▼▼▼
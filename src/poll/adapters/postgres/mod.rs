//! `PostgreSQL` adapters for poll persistence.

pub mod models;
mod repository;
mod schema;

#[cfg(test)]
pub(crate) use repository::{row_to_choice, row_to_question};
pub use repository::{PollPgPool, PostgresPollRepository, SCHEMA_SQL};
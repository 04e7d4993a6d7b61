//! View handlers, named routes and page rendering.
//!
//! Handlers are plain async methods returning a [`ViewOutcome`]. Mapping an
//! outcome onto a transport (HTTP, CLI) is left to the caller.

mod handlers;
mod routes;
mod templates;

pub use handlers::{PollViews, ViewError, ViewOutcome, ViewResult, VoteForm};
pub use routes::{ROUTE_NAMESPACE, Route};
pub use templates::{
    ChoiceView, DETAIL_TEMPLATE, INDEX_TEMPLATE, PollTemplates, QuestionView, RESULTS_TEMPLATE,
};
//! Then steps for poll BDD scenarios.

use super::world::{PollWorld, run_async};
use eyre::WrapErr;
use polls::poll::{ports::PollRepository, services::VoteResult};
use rstest_bdd_macros::then;

#[then(r#"the page says "{text}""#)]
fn page_says(world: &PollWorld, text: String) -> Result<(), eyre::Report> {
    let outcome = world
        .last_outcome
        .as_ref()
        .ok_or_else(|| eyre::eyre!("missing view outcome"))?;
    let body = outcome
        .body()
        .ok_or_else(|| eyre::eyre!("expected a rendered page, got {outcome:?}"))?;
    if !body.contains(&text) {
        return Err(eyre::eyre!("page does not contain {text:?}:\n{body}"));
    }
    Ok(())
}

#[then("no questions are listed")]
fn no_questions_listed(world: &PollWorld) -> Result<(), eyre::Report> {
    let listing = world
        .last_listing
        .as_ref()
        .ok_or_else(|| eyre::eyre!("missing listing"))?;
    if !listing.is_empty() {
        return Err(eyre::eyre!("expected empty listing, got {listing:?}"));
    }
    Ok(())
}

#[then(r#"the listed questions are "{text}""#)]
fn listed_questions_are(world: &PollWorld, text: String) -> Result<(), eyre::Report> {
    let listing = world
        .last_listing
        .as_ref()
        .ok_or_else(|| eyre::eyre!("missing listing"))?;
    let texts: Vec<&str> = listing
        .iter()
        .map(|question| question.text().as_str())
        .collect();
    if texts != vec![text.as_str()] {
        return Err(eyre::eyre!("expected [{text:?}], got {texts:?}"));
    }
    Ok(())
}

#[then("the response status is {status:u16}")]
fn response_status_is(world: &PollWorld, status: u16) -> Result<(), eyre::Report> {
    let outcome = world
        .last_outcome
        .as_ref()
        .ok_or_else(|| eyre::eyre!("missing view outcome"))?;
    if outcome.status_code() != status {
        return Err(eyre::eyre!(
            "expected status {status}, got {} for {outcome:?}",
            outcome.status_code()
        ));
    }
    Ok(())
}

#[then(r#"the vote is rejected with "{message}""#)]
fn vote_rejected_with(world: &PollWorld, message: String) -> Result<(), eyre::Report> {
    let result = world
        .last_vote
        .as_ref()
        .ok_or_else(|| eyre::eyre!("missing vote result"))?;
    match result {
        Ok(VoteResult::FormError {
            message: actual, ..
        }) if *actual == message => Ok(()),
        other => Err(eyre::eyre!(
            "expected form error {message:?}, got {other:?}"
        )),
    }
}

#[then(r#"the vote redirects to the results of "{text}""#)]
fn vote_redirects_to_results(world: &PollWorld, text: String) -> Result<(), eyre::Report> {
    let expected = world.question(&text)?.id();
    let result = world
        .last_vote
        .as_ref()
        .ok_or_else(|| eyre::eyre!("missing vote result"))?;
    match result {
        Ok(VoteResult::Redirect(id)) if *id == expected => Ok(()),
        other => Err(eyre::eyre!("expected redirect to {expected}, got {other:?}")),
    }
}

#[then(r#"choice "{choice}" of "{text}" has {votes:u32} votes"#)]
fn choice_has_votes(
    world: &PollWorld,
    choice: String,
    text: String,
    votes: u32,
) -> Result<(), eyre::Report> {
    let question_id = world.question(&text)?.id();
    let choice_id = world.choice(&text, &choice)?.id();
    let stored = run_async(world.repository.find_question(question_id))
        .wrap_err("reload question")?
        .ok_or_else(|| eyre::eyre!("question {text:?} vanished"))?;
    let actual = stored
        .choice(choice_id)
        .map(|stored_choice| stored_choice.votes())
        .ok_or_else(|| eyre::eyre!("choice {choice:?} vanished"))?;
    if actual != votes {
        return Err(eyre::eyre!("expected {votes} votes, got {actual}"));
    }
    Ok(())
}
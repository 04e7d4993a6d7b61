//! Selection rules for the latest-questions listing.

use super::Question;
use chrono::{DateTime, Utc};
use std::cmp::Ordering;

/// Number of questions shown on the listing page.
pub const LATEST_QUESTIONS_LIMIT: usize = 5;

/// Query for the most recently published questions that can be voted on.
///
/// A question qualifies when it is published at or before `now` and has at
/// least one choice. Results are ordered newest first and truncated to
/// `limit`.
#[derive(Debug, Clone, Copy, PartialEq, Eq)]
pub struct LatestQuestionsQuery {
    now: DateTime<Utc>,
    limit: usize,
}

impl LatestQuestionsQuery {
    /// Creates a query evaluated at `now` with the default listing limit.
    #[must_use]
    pub const fn new(now: DateTime<Utc>) -> Self {
        Self {
            now,
            limit: LATEST_QUESTIONS_LIMIT,
        }
    }

    /// Overrides the number of questions returned.
    #[must_use]
    pub const fn with_limit(mut self, limit: usize) -> Self {
        self.limit = limit;
        self
    }

    /// Returns the instant the query is evaluated at.
    #[must_use]
    pub const fn now(&self) -> DateTime<Utc> {
        self.now
    }

    /// Returns the maximum number of questions returned.
    #[must_use]
    pub const fn limit(&self) -> usize {
        self.limit
    }

    /// Returns whether `question` passes the listing filter.
    #[must_use]
    pub fn admits(&self, question: &Question) -> bool {
        question.is_published(self.now) && question.has_choices()
    }

    /// Listing order: newest publish timestamp first, then identifier
    /// descending so equal timestamps sort deterministically.
    #[must_use]
    pub fn order(left: &Question, right: &Question) -> Ordering {
        right
            .pub_date()
            .cmp(&left.pub_date())
            .then_with(|| right.id().cmp(&left.id()))
    }

    /// Applies filter, order and limit to an arbitrary set of questions.
    #[must_use]
    pub fn apply<'a>(&self, questions: impl IntoIterator<Item = &'a Question>) -> Vec<Question> {
        let mut selected: Vec<Question> = questions
            .into_iter()
            .filter(|question| self.admits(question))
            .cloned()
            .collect();
        selected.sort_by(Self::order);
        selected.truncate(self.limit);
        selected
    }
}
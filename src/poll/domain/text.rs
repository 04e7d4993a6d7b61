//! Validated display text for questions and choices.

use super::PollDomainError;
use serde::{Deserialize, Serialize};
use std::fmt;

/// Maximum character count for question text.
pub const MAX_QUESTION_TEXT_CHARS: usize = 200;

/// Maximum character count for choice text.
pub const MAX_CHOICE_TEXT_CHARS: usize = 200;

/// Trimmed, non-empty question prompt.
#[derive(Debug, Clone, PartialEq, Eq, Hash, Serialize, Deserialize)]
#[serde(transparent)]
pub struct QuestionText(String);

impl QuestionText {
    /// Creates validated question text.
    ///
    /// # Errors
    ///
    /// Returns [`PollDomainError::EmptyQuestionText`] when the trimmed value
    /// is empty, or [`PollDomainError::QuestionTextTooLong`] when it exceeds
    /// [`MAX_QUESTION_TEXT_CHARS`].
    pub fn new(value: impl Into<String>) -> Result<Self, PollDomainError> {
        let raw = value.into();
        let normalized = raw.trim();
        if normalized.is_empty() {
            return Err(PollDomainError::EmptyQuestionText);
        }
        let length = normalized.chars().count();
        if length > MAX_QUESTION_TEXT_CHARS {
            return Err(PollDomainError::QuestionTextTooLong {
                length,
                max: MAX_QUESTION_TEXT_CHARS,
            });
        }
        Ok(Self(normalized.to_owned()))
    }

    /// Returns the text as `str`.
    #[must_use]
    pub fn as_str(&self) -> &str {
        &self.0
    }
}

impl AsRef<str> for QuestionText {
    fn as_ref(&self) -> &str {
        self.as_str()
    }
}

impl fmt::Display for QuestionText {
    fn fmt(&self, f: &mut fmt::Formatter<'_>) -> fmt::Result {
        f.write_str(&self.0)
    }
}

/// Trimmed, non-empty answer label.
#[derive(Debug, Clone, PartialEq, Eq, Hash, Serialize, Deserialize)]
#[serde(transparent)]
pub struct ChoiceText(String);

impl ChoiceText {
    /// Creates validated choice text.
    ///
    /// # Errors
    ///
    /// Returns [`PollDomainError::EmptyChoiceText`] when the trimmed value is
    /// empty, or [`PollDomainError::ChoiceTextTooLong`] when it exceeds
    /// [`MAX_CHOICE_TEXT_CHARS`].
    pub fn new(value: impl Into<String>) -> Result<Self, PollDomainError> {
        let raw = value.into();
        let normalized = raw.trim();
        if normalized.is_empty() {
            return Err(PollDomainError::EmptyChoiceText);
        }
        let length = normalized.chars().count();
        if length > MAX_CHOICE_TEXT_CHARS {
            return Err(PollDomainError::ChoiceTextTooLong {
                length,
                max: MAX_CHOICE_TEXT_CHARS,
            });
        }
        Ok(Self(normalized.to_owned()))
    }

    /// Returns the text as `str`.
    #[must_use]
    pub fn as_str(&self) -> &str {
        &self.0
    }
}

impl AsRef<str> for ChoiceText {
    fn as_ref(&self) -> &str {
        self.as_str()
    }
}

impl fmt::Display for ChoiceText {
    fn fmt(&self, f: &mut fmt::Formatter<'_>) -> fmt::Result {
        f.write_str(&self.0)
    }
}
//! Shared world state for poll BDD scenarios.

use std::collections::HashMap;
use std::sync::Arc;

use chrono::{DateTime, TimeZone, Utc};
use polls::poll::{
    adapters::memory::InMemoryPollRepository,
    domain::{Choice, Question},
    services::{FixedClock, PollService, PollServiceError, VoteResult},
    views::{PollViews, ViewOutcome},
};
use rstest::fixture;

/// View handlers used by the BDD world.
pub type TestPollViews = PollViews<InMemoryPollRepository, FixedClock>;

/// Scenario world for poll behaviour tests.
pub struct PollWorld {
    pub now: DateTime<Utc>,
    pub repository: Arc<InMemoryPollRepository>,
    pub views: TestPollViews,
    pub questions: HashMap<String, Question>,
    pub last_outcome: Option<ViewOutcome>,
    pub last_listing: Option<Vec<Question>>,
    pub last_vote: Option<Result<VoteResult, PollServiceError>>,
}

impl PollWorld {
    /// Creates a world over an empty store with a pinned clock.
    ///
    /// # Panics
    ///
    /// Panics if the built-in templates fail to compile.
    #[must_use]
    #[expect(
        clippy::expect_used,
        reason = "Scenario setup fails loudly on fixture errors"
    )]
    pub fn new() -> Self {
        let now = Utc
            .with_ymd_and_hms(2026, 6, 1, 12, 0, 0)
            .single()
            .expect("valid fixed instant");
        let repository = Arc::new(InMemoryPollRepository::new());
        let service = PollService::new(Arc::clone(&repository), Arc::new(FixedClock::new(now)));
        let views = PollViews::new(service).expect("templates should compile");

        Self {
            now,
            repository,
            views,
            questions: HashMap::new(),
            last_outcome: None,
            last_listing: None,
            last_vote: None,
        }
    }

    /// Returns a question created earlier in the scenario.
    pub fn question(&self, text: &str) -> Result<&Question, eyre::Report> {
        self.questions
            .get(text)
            .ok_or_else(|| eyre::eyre!("no question {text:?} in scenario world"))
    }

    /// Returns a choice of a question created earlier in the scenario.
    pub fn choice(&self, question: &str, choice: &str) -> Result<&Choice, eyre::Report> {
        self.question(question)?
            .choices()
            .iter()
            .find(|candidate| candidate.text().as_str() == choice)
            .ok_or_else(|| eyre::eyre!("no choice {choice:?} on question {question:?}"))
    }
}

impl Default for PollWorld {
    fn default() -> Self {
        Self::new()
    }
}

/// Fixture that creates a new scenario world.
#[fixture]
pub fn world() -> PollWorld {
    PollWorld::default()
}

/// Runs an async operation within sync step definitions.
pub fn run_async<T>(future: impl std::future::Future<Output = T>) -> T {
    tokio::task::block_in_place(|| tokio::runtime::Handle::current().block_on(future))
}
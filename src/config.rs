//! Layered configuration for the `polls` binary.

use figment::{
    Figment,
    providers::{Env, Format, Serialized, Toml},
};
use serde::{Deserialize, Serialize};
use std::path::{Path, PathBuf};
use thiserror::Error;

/// Project-level configuration file, looked up in the working directory.
pub const PROJECT_CONFIG_FILE: &str = "polls.toml";

/// Prefix of environment variables that override configuration values.
pub const ENV_PREFIX: &str = "POLLS_";

/// Runtime configuration.
#[derive(Debug, Clone, PartialEq, Eq, Serialize, Deserialize)]
#[serde(default)]
pub struct PollsConfig {
    /// `PostgreSQL` connection URL.
    pub database_url: String,
    /// Maximum number of pooled database connections.
    pub pool_size: u32,
    /// `tracing` filter directive used when no `-v` flag is given.
    pub log_filter: String,
}

impl Default for PollsConfig {
    fn default() -> Self {
        Self {
            database_url: "postgres://localhost/polls".to_owned(),
            pool_size: 4,
            log_filter: "warn".to_owned(),
        }
    }
}

/// Errors raised while loading configuration.
#[derive(Debug, Error)]
pub enum ConfigError {
    /// An explicitly requested configuration file does not exist.
    #[error("configuration file not found: {}", .0.display())]
    MissingFile(PathBuf),
    /// The merged configuration could not be extracted.
    #[error("invalid configuration: {0}")]
    Extract(#[from] Box<figment::Error>),
}

/// Configuration loader that merges defaults, files and environment.
pub struct ConfigLoader;

impl ConfigLoader {
    /// Loads configuration from all sources.
    ///
    /// Priority (highest to lowest):
    /// 1. `POLLS_*` environment variables
    /// 2. Explicit config path (if provided)
    /// 3. Project file `./polls.toml`
    /// 4. Default values
    ///
    /// # Errors
    ///
    /// Returns [`ConfigError::MissingFile`] when `explicit_path` does not
    /// exist, or [`ConfigError::Extract`] when a source holds values of the
    /// wrong type.
    pub fn load(explicit_path: Option<&Path>) -> Result<PollsConfig, ConfigError> {
        let mut figment = Figment::new().merge(Serialized::defaults(PollsConfig::default()));

        let project_path = Path::new(PROJECT_CONFIG_FILE);
        if project_path.exists() {
            figment = figment.merge(Toml::file(project_path));
        }

        if let Some(path) = explicit_path {
            if !path.exists() {
                return Err(ConfigError::MissingFile(path.to_path_buf()));
            }
            figment = figment.merge(Toml::file(path));
        }

        figment
            .merge(Env::prefixed(ENV_PREFIX))
            .extract()
            .map_err(|err| ConfigError::Extract(Box::new(err)))
    }
}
▲▲▲
| About this task |
Among the lines of the preceding listing, count those that contain the string "type"; state the count and nothing further.

| Answer box |
2